**Input**:
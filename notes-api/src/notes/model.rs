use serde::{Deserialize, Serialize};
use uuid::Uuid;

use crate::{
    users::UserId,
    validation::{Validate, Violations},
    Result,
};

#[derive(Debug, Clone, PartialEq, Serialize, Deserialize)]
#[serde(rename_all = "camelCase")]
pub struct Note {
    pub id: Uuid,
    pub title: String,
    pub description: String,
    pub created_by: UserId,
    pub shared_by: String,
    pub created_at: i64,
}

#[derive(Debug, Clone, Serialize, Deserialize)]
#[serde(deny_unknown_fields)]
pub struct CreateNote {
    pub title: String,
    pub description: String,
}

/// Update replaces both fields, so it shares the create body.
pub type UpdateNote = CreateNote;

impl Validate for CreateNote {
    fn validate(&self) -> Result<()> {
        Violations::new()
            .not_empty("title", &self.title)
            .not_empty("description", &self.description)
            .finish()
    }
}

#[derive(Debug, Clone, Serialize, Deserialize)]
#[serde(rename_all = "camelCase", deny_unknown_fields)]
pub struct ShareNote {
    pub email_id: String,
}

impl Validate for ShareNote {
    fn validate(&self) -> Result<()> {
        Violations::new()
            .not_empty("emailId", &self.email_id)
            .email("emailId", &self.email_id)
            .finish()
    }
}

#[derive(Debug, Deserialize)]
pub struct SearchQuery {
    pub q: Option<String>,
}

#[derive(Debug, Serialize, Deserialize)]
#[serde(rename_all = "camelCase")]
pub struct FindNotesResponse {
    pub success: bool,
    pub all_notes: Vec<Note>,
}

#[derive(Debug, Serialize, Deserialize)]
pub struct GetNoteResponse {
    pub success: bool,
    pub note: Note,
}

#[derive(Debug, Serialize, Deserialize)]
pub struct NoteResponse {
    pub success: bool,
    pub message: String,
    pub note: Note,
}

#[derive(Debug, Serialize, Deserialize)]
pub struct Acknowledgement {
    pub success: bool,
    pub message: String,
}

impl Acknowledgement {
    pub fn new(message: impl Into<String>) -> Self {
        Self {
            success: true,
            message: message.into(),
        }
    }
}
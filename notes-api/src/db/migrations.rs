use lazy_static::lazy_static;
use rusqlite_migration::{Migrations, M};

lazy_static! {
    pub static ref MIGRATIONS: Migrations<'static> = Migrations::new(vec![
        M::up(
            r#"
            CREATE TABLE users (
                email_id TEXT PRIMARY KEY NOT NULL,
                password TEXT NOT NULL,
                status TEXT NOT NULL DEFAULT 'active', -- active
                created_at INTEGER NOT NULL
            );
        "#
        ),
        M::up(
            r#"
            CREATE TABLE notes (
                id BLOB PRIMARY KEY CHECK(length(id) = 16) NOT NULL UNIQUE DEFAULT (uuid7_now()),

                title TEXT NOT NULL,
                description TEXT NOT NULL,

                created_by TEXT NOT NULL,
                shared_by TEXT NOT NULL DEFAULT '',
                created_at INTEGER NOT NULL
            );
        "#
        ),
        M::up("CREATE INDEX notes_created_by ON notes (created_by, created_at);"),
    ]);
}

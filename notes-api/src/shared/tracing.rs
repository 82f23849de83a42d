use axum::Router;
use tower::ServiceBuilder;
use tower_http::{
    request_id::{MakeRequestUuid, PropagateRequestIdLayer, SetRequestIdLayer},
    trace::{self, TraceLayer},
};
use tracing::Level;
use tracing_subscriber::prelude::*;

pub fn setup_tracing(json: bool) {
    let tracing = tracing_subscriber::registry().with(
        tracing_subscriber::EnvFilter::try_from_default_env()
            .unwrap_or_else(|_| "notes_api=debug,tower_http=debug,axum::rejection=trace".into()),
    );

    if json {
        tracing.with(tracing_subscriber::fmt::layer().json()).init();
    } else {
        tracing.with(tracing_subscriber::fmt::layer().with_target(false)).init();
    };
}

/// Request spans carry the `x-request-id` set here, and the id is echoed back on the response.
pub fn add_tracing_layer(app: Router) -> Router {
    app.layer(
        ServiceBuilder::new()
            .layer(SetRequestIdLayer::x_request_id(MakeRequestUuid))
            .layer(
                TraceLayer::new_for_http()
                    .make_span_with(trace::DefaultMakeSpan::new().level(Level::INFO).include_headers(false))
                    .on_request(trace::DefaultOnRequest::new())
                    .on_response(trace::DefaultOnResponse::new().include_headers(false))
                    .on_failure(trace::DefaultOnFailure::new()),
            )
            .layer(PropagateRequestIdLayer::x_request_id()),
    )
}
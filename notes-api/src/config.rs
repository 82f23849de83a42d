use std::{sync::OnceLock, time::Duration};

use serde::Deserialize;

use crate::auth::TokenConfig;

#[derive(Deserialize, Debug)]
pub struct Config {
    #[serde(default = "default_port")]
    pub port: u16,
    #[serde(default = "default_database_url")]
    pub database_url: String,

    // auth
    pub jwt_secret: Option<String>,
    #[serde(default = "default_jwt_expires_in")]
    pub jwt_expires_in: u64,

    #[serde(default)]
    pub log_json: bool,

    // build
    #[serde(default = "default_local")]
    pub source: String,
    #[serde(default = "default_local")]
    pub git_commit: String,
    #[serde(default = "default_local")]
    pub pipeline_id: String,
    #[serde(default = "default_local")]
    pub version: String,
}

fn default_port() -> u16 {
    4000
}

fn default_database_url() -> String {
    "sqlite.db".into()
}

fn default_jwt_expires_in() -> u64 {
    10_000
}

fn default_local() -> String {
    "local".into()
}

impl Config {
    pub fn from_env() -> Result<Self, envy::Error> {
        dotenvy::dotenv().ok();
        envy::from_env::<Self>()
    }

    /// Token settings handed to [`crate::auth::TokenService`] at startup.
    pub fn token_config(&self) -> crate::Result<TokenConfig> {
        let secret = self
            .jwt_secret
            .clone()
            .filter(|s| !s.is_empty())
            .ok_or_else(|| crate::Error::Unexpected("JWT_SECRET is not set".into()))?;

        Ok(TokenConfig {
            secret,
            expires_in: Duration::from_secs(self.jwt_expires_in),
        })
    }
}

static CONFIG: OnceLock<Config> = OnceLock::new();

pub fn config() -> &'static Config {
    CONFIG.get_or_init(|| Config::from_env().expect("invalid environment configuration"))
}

**What is required**:
Return each line of the listing that holds the word "crate".

**Solution to the exercise**:
use crate::{
use crate::auth::TokenConfig;
    /// Token settings handed to [`crate::auth::TokenService`] at startup.
    pub fn token_config(&self) -> crate::Result<TokenConfig> {
            .ok_or_else(|| crate::Error::Unexpected("JWT_SECRET is not set".into()))?;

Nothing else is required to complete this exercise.